UK stocks post modest declines in early trade on Monday as investors react to a worse-than-anticipated report on Chinese manufacturing. That fuels ongoing concerns about the slowdown in the world’s second largest economy. The FTSE 100 dipped around 8 points lower in response to 6,351, although midcaps and smaller companies are both up, the FTSE 250 close to 30 points higher at 17,146, the FTSE Small Cap index around 8 points to the good at 4,607.

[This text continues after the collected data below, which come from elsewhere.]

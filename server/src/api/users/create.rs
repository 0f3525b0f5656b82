use crate::api::users::profile::UserProfile;
use crate::api::ErrorResponse;
use crate::auth::hash_password;
use crate::db::DbPool;
use crate::get_conn;
use crate::models::{NewUser, User};
use crate::schema::users;
use axum::{extract::State, http::StatusCode, response::IntoResponse, Json};
use diesel::prelude::*;
use serde::Deserialize;
use std::sync::Arc;
use utoipa::ToSchema;

const MIN_PASSWORD_LENGTH: usize = 8;

#[derive(Debug, Clone, Deserialize, ToSchema)]
pub struct CreateUserRequest {
    pub email: String,
    pub username: String,
    pub first_name: String,
    pub last_name: String,
    pub password: String,
}

fn validate(req: &CreateUserRequest) -> Result<(), String> {
    if req.email.trim().is_empty() || !req.email.contains('@') {
        return Err("A valid email is required".to_string());
    }
    if req.username.trim().is_empty() {
        return Err("Username cannot be empty".to_string());
    }
    if req.first_name.trim().is_empty() {
        return Err("First name cannot be empty".to_string());
    }
    if req.last_name.trim().is_empty() {
        return Err("Last name cannot be empty".to_string());
    }
    if req.password.len() < MIN_PASSWORD_LENGTH {
        return Err(format!(
            "Password must be at least {} characters",
            MIN_PASSWORD_LENGTH
        ));
    }
    Ok(())
}

#[utoipa::path(
    post,
    path = "/api/users",
    tag = "users",
    request_body(content = CreateUserRequest, example = json!({
        "email": "cook@example.com",
        "username": "cook",
        "first_name": "Julia",
        "last_name": "Child",
        "password": "correct horse"
    })),
    responses(
        (status = 201, description = "User created successfully", body = UserProfile),
        (status = 400, description = "Invalid request or email/username taken", body = ErrorResponse)
    )
)]
pub async fn create_user(
    State(pool): State<Arc<DbPool>>,
    Json(req): Json<CreateUserRequest>,
) -> impl IntoResponse {
    if let Err(message) = validate(&req) {
        return (StatusCode::BAD_REQUEST, Json(ErrorResponse { error: message })).into_response();
    }

    let password_hash = match hash_password(&req.password) {
        Ok(h) => h,
        Err(_) => {
            return (
                StatusCode::INTERNAL_SERVER_ERROR,
                Json(ErrorResponse {
                    error: "Failed to hash password".to_string(),
                }),
            )
                .into_response()
        }
    };

    let mut conn = get_conn!(pool);

    let new_user = NewUser {
        email: &req.email,
        username: &req.username,
        first_name: &req.first_name,
        last_name: &req.last_name,
        password_hash: &password_hash,
    };

    let user: User = match diesel::insert_into(users::table)
        .values(&new_user)
        .returning(User::as_returning())
        .get_result(&mut conn)
    {
        Ok(u) => u,
        Err(diesel::result::Error::DatabaseError(
            diesel::result::DatabaseErrorKind::UniqueViolation,
            _,
        )) => {
            return (
                StatusCode::BAD_REQUEST,
                Json(ErrorResponse {
                    error: "A user with that email or username already exists".to_string(),
                }),
            )
                .into_response()
        }
        Err(e) => {
            tracing::error!("Failed to create user: {}", e);
            return (
                StatusCode::INTERNAL_SERVER_ERROR,
                Json(ErrorResponse {
                    error: "Failed to create user".to_string(),
                }),
            )
                .into_response();
        }
    };

    (
        StatusCode::CREATED,
        Json(UserProfile::new(&user, false)),
    )
        .into_response()
}

#[cfg(test)]
mod tests {
    use super::*;

    fn request() -> CreateUserRequest {
        CreateUserRequest {
            email: "cook@example.com".to_string(),
            username: "cook".to_string(),
            first_name: "Julia".to_string(),
            last_name: "Child".to_string(),
            password: "correct horse".to_string(),
        }
    }

    #[test]
    fn test_valid_request_accepted() {
        assert!(validate(&request()).is_ok());
    }

    #[test]
    fn test_email_without_at_rejected() {
        let mut req = request();
        req.email = "not-an-email".to_string();
        assert!(validate(&req).is_err());
    }

    #[test]
    fn test_blank_username_rejected() {
        let mut req = request();
        req.username = "   ".to_string();
        assert!(validate(&req).is_err());
    }

    #[test]
    fn test_short_password_rejected() {
        let mut req = request();
        req.password = "short".to_string();
        assert!(validate(&req).is_err());
    }
}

On the company news front, Hikma (HIK) leads the blue chips south with a 5.2% slide to 2051.5p after telling the market that its generics business is acting as a short-term drag on an otherwise stable operation.
Also lower is banking group HSBC (HSBA), off around 1% to 502.7p. The bank reports adjusted third quarter pre-tax profit up 32%, yet that still missed analysts’ expectations. Having to pay fewer fines helps the performance.
Elsewhere, Royal Dutch Shell (RDSB) remains in the red after completing the sale of its Butagaz liquefied petroleum gas business in France to DCC Energy for €464 million following the announcement in May. The shares drift 11p to £16.89.
Among the bigger overs, US-based oil minnow Caza Oil & Gas (CAZA:AIM) dives 30% to 0.33p as it warns any solution to its funding crisis is likely to lead to 'significant dilution' for existing shareholders.
eSports business Gfinity (GFIN:AIM) tumbles 11% to 21.8p after its loss before tax widens from £345,039 to £3.58 million in the 12 months to 30 June, reflecting the planned investment made following its stock market listing in December 2014. Revenue is up by 163% to £560,828 from a mix of sponsorship, fees from game publishers, premium subscriptions and ticket sales. The group intends to raise £1 million through a share placing to enhance Gfinity TV, develop a mobile app and stage the 2016 Gfinity Championship series, although the cash call is priced at a potentially hefty 22% discount to Friday's 24.5p close.
Mining minnow Stellar Diamonds (STEL:AIM) slumps 20% to 3p as it proposes a capital reorganisation with every 50 existing shares of 1p each consolidated into 1 share of 50p. Each consolidated share would then be divided into 1 new ordinary share of 1p and 1 new deferred shares of 49p.
Another mining firm is also heavily in the red, Atalaya Mining (ATYM:AIM) crashing 17% to 81.5p. The company has been handed a formal claim, filed in the High Court of Justice in London, from Astor Management regarding deferred consideration following the EMED Tartessus acquisition in 2008.